- Angali Rural District Location within Iran
- Coordinates: 29°11′N 50°48′E﻿ / ﻿29.183°N 50.800°E
- Country: Iran
- Province: Bushehr
- County: Bushehr
- District: Central
- Established: 1986
- Capital: Koreh Band

Population (2016)
- • Total: 2,209
- Time zone: UTC+3:30 (IRST)

= Angali Rural District =

Rural district in Bushehr province, Iran

Angali Rural District (دهستان انگالي) is in the Central District of Bushehr County, Bushehr province, Iran. Its capital is the village of Koreh Band.

==Demographics==
=== Religion===
The Angali people are Shi’ite Muslims, believing in the Twelve Imams. They are faithful believers, and, except for children and some of the youth before the legal age of eighteen, they all observe their religious rituals: three times of prayers during the day, annual fasting, etc.

===Population===
At the time of the 2006 National Census, the rural district's population was 2,636 in 557 households. There were 2,301 inhabitants in 601 households at the following census of 2011. The 2016 census measured the population of the rural district as 2,209 in 653 households. The most populous of its 25 villages was Koreh Band, with 1,203 people.

===Other villages in the rural district===

- Askari
- Haft Jush
- Hamud
- Jazireh-ye Shif
- Mohrezi
- Qaleh-ye Sukhteh
- Rostami

== Overview ==

The district is located near the coast of the Persian Gulf, some 55 kilometers to the north of the city of Bushehr, the capital city of Bushehr province, in the southwest of Iran. It is enclosed between the Rūhelle (local for Rud Haleh, Haleh River) and the Shabankareh District on the north, Rudhaleh Rural District on the west, the Bushehr harbor on the south, and Dashtestan County to the east.

At one time it was under the jurisdiction of the governor of the Persian Gulf Ports. In conjunction with Bushehr, this province was later developed into the province of Bushehr and Banader (Bushehr and the Ports). Angali was formerly a part of Dashtestan County and later was separated from it for administrative purposes.

Although historically Angali has always been one of the important and strategic centers of political activity (partly due to the conflict between the local khāns (chieftains’) and the central government, over matters such as independence and firearms control, etc.), Angali was never registered on maps of Iran. Even in the most current maps only occasionally it is included.

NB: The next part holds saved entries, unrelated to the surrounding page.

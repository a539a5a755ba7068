//! Applying and deleting rendered manifests
//!
//! [`KubeApplier`] behaves like `kubectl apply -f` / `kubectl delete -f`:
//! - Server-Side Apply through dynamic discovery, no compile-time types
//! - Creation in dependency order, deletion in reverse
//! - Resources annotated with a `keep` resource policy survive deletion

use async_trait::async_trait;
use kube::{
    Client,
    api::{Api, DeleteParams, DynamicObject, Patch, PatchParams, PropagationPolicy},
    core::{GroupVersionKind, TypeMeta},
    discovery::{ApiCapabilities, ApiResource, Discovery, Scope},
};
use tokio::sync::OnceCell;

use crate::error::{KubeError, Result};

/// Field manager name for Server-Side Apply
const FIELD_MANAGER: &str = "pkgdriver";

/// Annotation to keep resource on uninstall (Helm-compatible)
const RESOURCE_POLICY_ANNOTATION: &str = "helm.sh/resource-policy";
const PKGDRIVER_RESOURCE_POLICY: &str = "pkgdriver.io/resource-policy";
const RESOURCE_POLICY_KEEP: &str = "keep";

/// Summary of apply/delete operations
#[derive(Debug, Clone, Default, PartialEq, Eq)]
pub struct OperationSummary {
    /// Successfully processed resources
    pub succeeded: Vec<String>,
    /// Failed resources with errors
    pub failed: Vec<(String, String)>,
    /// Skipped resources (e.g., due to policy)
    pub skipped: Vec<(String, String)>,
}

impl OperationSummary {
    /// Check if all operations succeeded
    pub fn is_success(&self) -> bool {
        self.failed.is_empty()
    }

    /// Format as human-readable summary
    pub fn summary(&self) -> String {
        let mut parts = Vec::with_capacity(3);
        if !self.succeeded.is_empty() {
            parts.push(format!("{} succeeded", self.succeeded.len()));
        }
        if !self.failed.is_empty() {
            parts.push(format!("{} failed", self.failed.len()));
        }
        if !self.skipped.is_empty() {
            parts.push(format!("{} skipped", self.skipped.len()));
        }
        if parts.is_empty() {
            "No resources processed".to_string()
        } else {
            parts.join(", ")
        }
    }

    /// Turn recorded failures into an error
    pub fn into_result(self) -> Result<Self> {
        if self.is_success() {
            return Ok(self);
        }
        let details = self
            .failed
            .iter()
            .map(|(name, err)| format!("{}: {}", name, err))
            .collect::<Vec<_>>()
            .join("; ");
        Err(KubeError::Apply(format!("{} ({})", self.summary(), details)))
    }
}

/// Applies manifests to a cluster
#[async_trait]
pub trait ManifestApplier: Send + Sync {
    /// Create or update every resource in `manifest`
    async fn apply(&self, namespace: &str, manifest: &str) -> Result<OperationSummary>;

    /// Delete every resource in `manifest`
    async fn delete(&self, namespace: &str, manifest: &str) -> Result<OperationSummary>;
}

/// Resource category, in creation order
#[derive(Debug, Clone, Copy, PartialEq, Eq, PartialOrd, Ord)]
pub enum ResourceCategory {
    Crd = 0,
    Namespace = 1,
    NamespaceConfig = 2,
    ClusterRbac = 10,
    NamespacedRbac = 11,
    Config = 20,
    Storage = 21,
    Network = 30,
    Workload = 40,
    Batch = 50,
    Autoscaling = 60,
    Other = 100,
}

impl ResourceCategory {
    /// Categorize a resource by its kind
    pub fn from_kind(kind: &str) -> Self {
        match kind {
            "CustomResourceDefinition" => Self::Crd,
            "Namespace" => Self::Namespace,
            "ResourceQuota" | "LimitRange" => Self::NamespaceConfig,
            "ClusterRole" | "ClusterRoleBinding" => Self::ClusterRbac,
            "Role" | "RoleBinding" | "ServiceAccount" => Self::NamespacedRbac,
            "ConfigMap" | "Secret" => Self::Config,
            "PersistentVolume" | "PersistentVolumeClaim" | "StorageClass" => Self::Storage,
            "NetworkPolicy" | "Service" | "Endpoints" | "Ingress" | "IngressClass" => Self::Network,
            "Deployment" | "StatefulSet" | "DaemonSet" | "ReplicaSet" | "Pod" => Self::Workload,
            "Job" | "CronJob" => Self::Batch,
            "HorizontalPodAutoscaler" | "PodDisruptionBudget" => Self::Autoscaling,
            _ => Self::Other,
        }
    }
}

/// Split a multi-document manifest into objects
///
/// Comment-only and empty documents are dropped.
pub fn parse_manifest(manifest: &str) -> Result<Vec<DynamicObject>> {
    let mut objects = Vec::new();
    let mut current = String::new();
    let mut index = 0;

    let mut flush = |doc: &mut String, index: &mut usize| -> Result<()> {
        let has_content = doc
            .lines()
            .any(|l| !l.trim().is_empty() && !l.trim().starts_with('#'));
        if has_content {
            let obj: DynamicObject = serde_yaml::from_str(doc).map_err(|e| {
                KubeError::InvalidManifest(format!("document {}: {}", index, e))
            })?;
            if obj.types.is_none() {
                return Err(KubeError::InvalidManifest(format!(
                    "document {}: missing apiVersion or kind",
                    index
                )));
            }
            if obj.metadata.name.is_none() {
                return Err(KubeError::InvalidManifest(format!(
                    "document {}: missing metadata.name",
                    index
                )));
            }
            objects.push(obj);
        }
        doc.clear();
        *index += 1;
        Ok(())
    };

    for line in manifest.lines() {
        if line.starts_with("---") {
            flush(&mut current, &mut index)?;
        } else {
            current.push_str(line);
            current.push('\n');
        }
    }
    flush(&mut current, &mut index)?;

    Ok(objects)
}

fn kind_of(obj: &DynamicObject) -> &str {
    obj.types.as_ref().map(|t| t.kind.as_str()).unwrap_or_default()
}

fn display_name(obj: &DynamicObject) -> String {
    let name = obj.metadata.name.as_deref().unwrap_or("unnamed");
    match &obj.metadata.namespace {
        Some(ns) => format!("{}/{}/{}", ns, kind_of(obj), name),
        None => format!("{}/{}", kind_of(obj), name),
    }
}

fn has_keep_policy(obj: &DynamicObject) -> bool {
    obj.metadata.annotations.as_ref().is_some_and(|annotations| {
        [RESOURCE_POLICY_ANNOTATION, PKGDRIVER_RESOURCE_POLICY]
            .iter()
            .any(|key| annotations.get(*key).map(String::as_str) == Some(RESOURCE_POLICY_KEEP))
    })
}

/// Sort objects for creation (dependencies first), stable within a category
pub fn sort_for_apply(objects: &mut [DynamicObject]) {
    objects.sort_by_key(|obj| ResourceCategory::from_kind(kind_of(obj)));
}

/// Sort objects for deletion (reverse of creation order)
pub fn sort_for_delete(objects: &mut [DynamicObject]) {
    objects.sort_by_key(|obj| std::cmp::Reverse(ResourceCategory::from_kind(kind_of(obj))));
}

/// Convert TypeMeta to GroupVersionKind
///
/// - "apps/v1" -> group="apps", version="v1"
/// - "v1" -> group="", version="v1" (core API)
fn gvk_from_type_meta(tm: &TypeMeta) -> GroupVersionKind {
    let (group, version) = match tm.api_version.rsplit_once('/') {
        Some((g, v)) => (g.to_string(), v.to_string()),
        None => (String::new(), tm.api_version.clone()),
    };

    GroupVersionKind {
        group,
        version,
        kind: tm.kind.clone(),
    }
}

/// Server-Side Apply against a live cluster
pub struct KubeApplier {
    client: Client,
    discovery: OnceCell<Discovery>,
}

impl KubeApplier {
    pub fn new(client: Client) -> Self {
        Self {
            client,
            discovery: OnceCell::new(),
        }
    }

    async fn discovery(&self) -> Result<&Discovery> {
        self.discovery
            .get_or_try_init(|| async {
                Discovery::new(self.client.clone())
                    .run()
                    .await
                    .map_err(KubeError::Api)
            })
            .await
    }

    async fn resolve(
        &self,
        obj: &mut DynamicObject,
        default_namespace: &str,
    ) -> Result<(ApiResource, ApiCapabilities)> {
        let type_meta = obj
            .types
            .as_ref()
            .ok_or_else(|| KubeError::InvalidManifest("missing apiVersion or kind".to_string()))?;
        let gvk = gvk_from_type_meta(type_meta);

        let (api_resource, capabilities) =
            self.discovery().await?.resolve_gvk(&gvk).ok_or_else(|| {
                KubeError::InvalidManifest(format!(
                    "Unknown resource type: {}/{}",
                    type_meta.api_version, type_meta.kind
                ))
            })?;

        if capabilities.scope == Scope::Namespaced && obj.metadata.namespace.is_none() {
            obj.metadata.namespace = Some(default_namespace.to_string());
        }
        Ok((api_resource, capabilities))
    }

    fn api_for(
        &self,
        obj: &DynamicObject,
        api_resource: &ApiResource,
        capabilities: &ApiCapabilities,
    ) -> Api<DynamicObject> {
        match (&capabilities.scope, obj.metadata.namespace.as_deref()) {
            (Scope::Namespaced, Some(ns)) => {
                Api::namespaced_with(self.client.clone(), ns, api_resource)
            }
            (Scope::Namespaced, None) => {
                Api::default_namespaced_with(self.client.clone(), api_resource)
            }
            (Scope::Cluster, _) => Api::all_with(self.client.clone(), api_resource),
        }
    }

    async fn apply_one(&self, obj: &mut DynamicObject, namespace: &str) -> Result<&'static str> {
        let (api_resource, capabilities) = self.resolve(obj, namespace).await?;
        let api = self.api_for(obj, &api_resource, &capabilities);
        let name = obj.metadata.name.clone().unwrap_or_default();

        let exists = api.get_opt(&name).await?.is_some();
        let params = PatchParams::apply(FIELD_MANAGER).force();
        api.patch(&name, &params, &Patch::Apply(&*obj)).await?;

        Ok(if exists { "configured" } else { "created" })
    }

    async fn delete_one(&self, obj: &mut DynamicObject, namespace: &str) -> Result<bool> {
        let (api_resource, capabilities) = self.resolve(obj, namespace).await?;
        let api = self.api_for(obj, &api_resource, &capabilities);
        let name = obj.metadata.name.clone().unwrap_or_default();

        let params = DeleteParams {
            propagation_policy: Some(PropagationPolicy::Background),
            ..Default::default()
        };
        match api.delete(&name, &params).await {
            Ok(_) => Ok(true),
            Err(kube::Error::Api(resp)) if resp.code == 404 => Ok(false),
            Err(e) => Err(KubeError::Api(e)),
        }
    }
}

#[async_trait]
impl ManifestApplier for KubeApplier {
    async fn apply(&self, namespace: &str, manifest: &str) -> Result<OperationSummary> {
        let mut objects = parse_manifest(manifest)?;
        sort_for_apply(&mut objects);

        let mut summary = OperationSummary::default();
        for obj in &mut objects {
            match self.apply_one(obj, namespace).await {
                Ok(action) => summary
                    .succeeded
                    .push(format!("{} ({})", display_name(obj), action)),
                Err(e) => summary.failed.push((display_name(obj), e.to_string())),
            }
        }

        tracing::debug!(namespace, result = %summary.summary(), "applied manifest");
        Ok(summary)
    }

    async fn delete(&self, namespace: &str, manifest: &str) -> Result<OperationSummary> {
        let mut objects = parse_manifest(manifest)?;
        sort_for_delete(&mut objects);

        let mut summary = OperationSummary::default();
        for obj in &mut objects {
            if has_keep_policy(obj) {
                summary
                    .skipped
                    .push((display_name(obj), "resource-policy: keep".to_string()));
                continue;
            }

            match self.delete_one(obj, namespace).await {
                Ok(true) => summary.succeeded.push(format!("{} (deleted)", display_name(obj))),
                Ok(false) => summary
                    .skipped
                    .push((display_name(obj), "not found".to_string())),
                Err(e) => summary.failed.push((display_name(obj), e.to_string())),
            }
        }

        tracing::debug!(namespace, result = %summary.summary(), "deleted manifest");
        Ok(summary)
    }
}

One of the main reasons is rooted in the strategy of the Pahlavi regime (under Reza Shah, as well as his son and successor Mohammad-Reza, a.k.a. the Shah) who kept the regional powers (that is, the khāns, kalāntars, and their tribes and tribesmen) in low profile, in order to prevent any possible encouragement for others, who might follow their foot steps in dealing with the central government. In fact, Lorimer attests that, "the men of Angāli are described as brave and hard working." It is not infrequent in the history of Iran that the central governments fear these "brave and hard working" local men.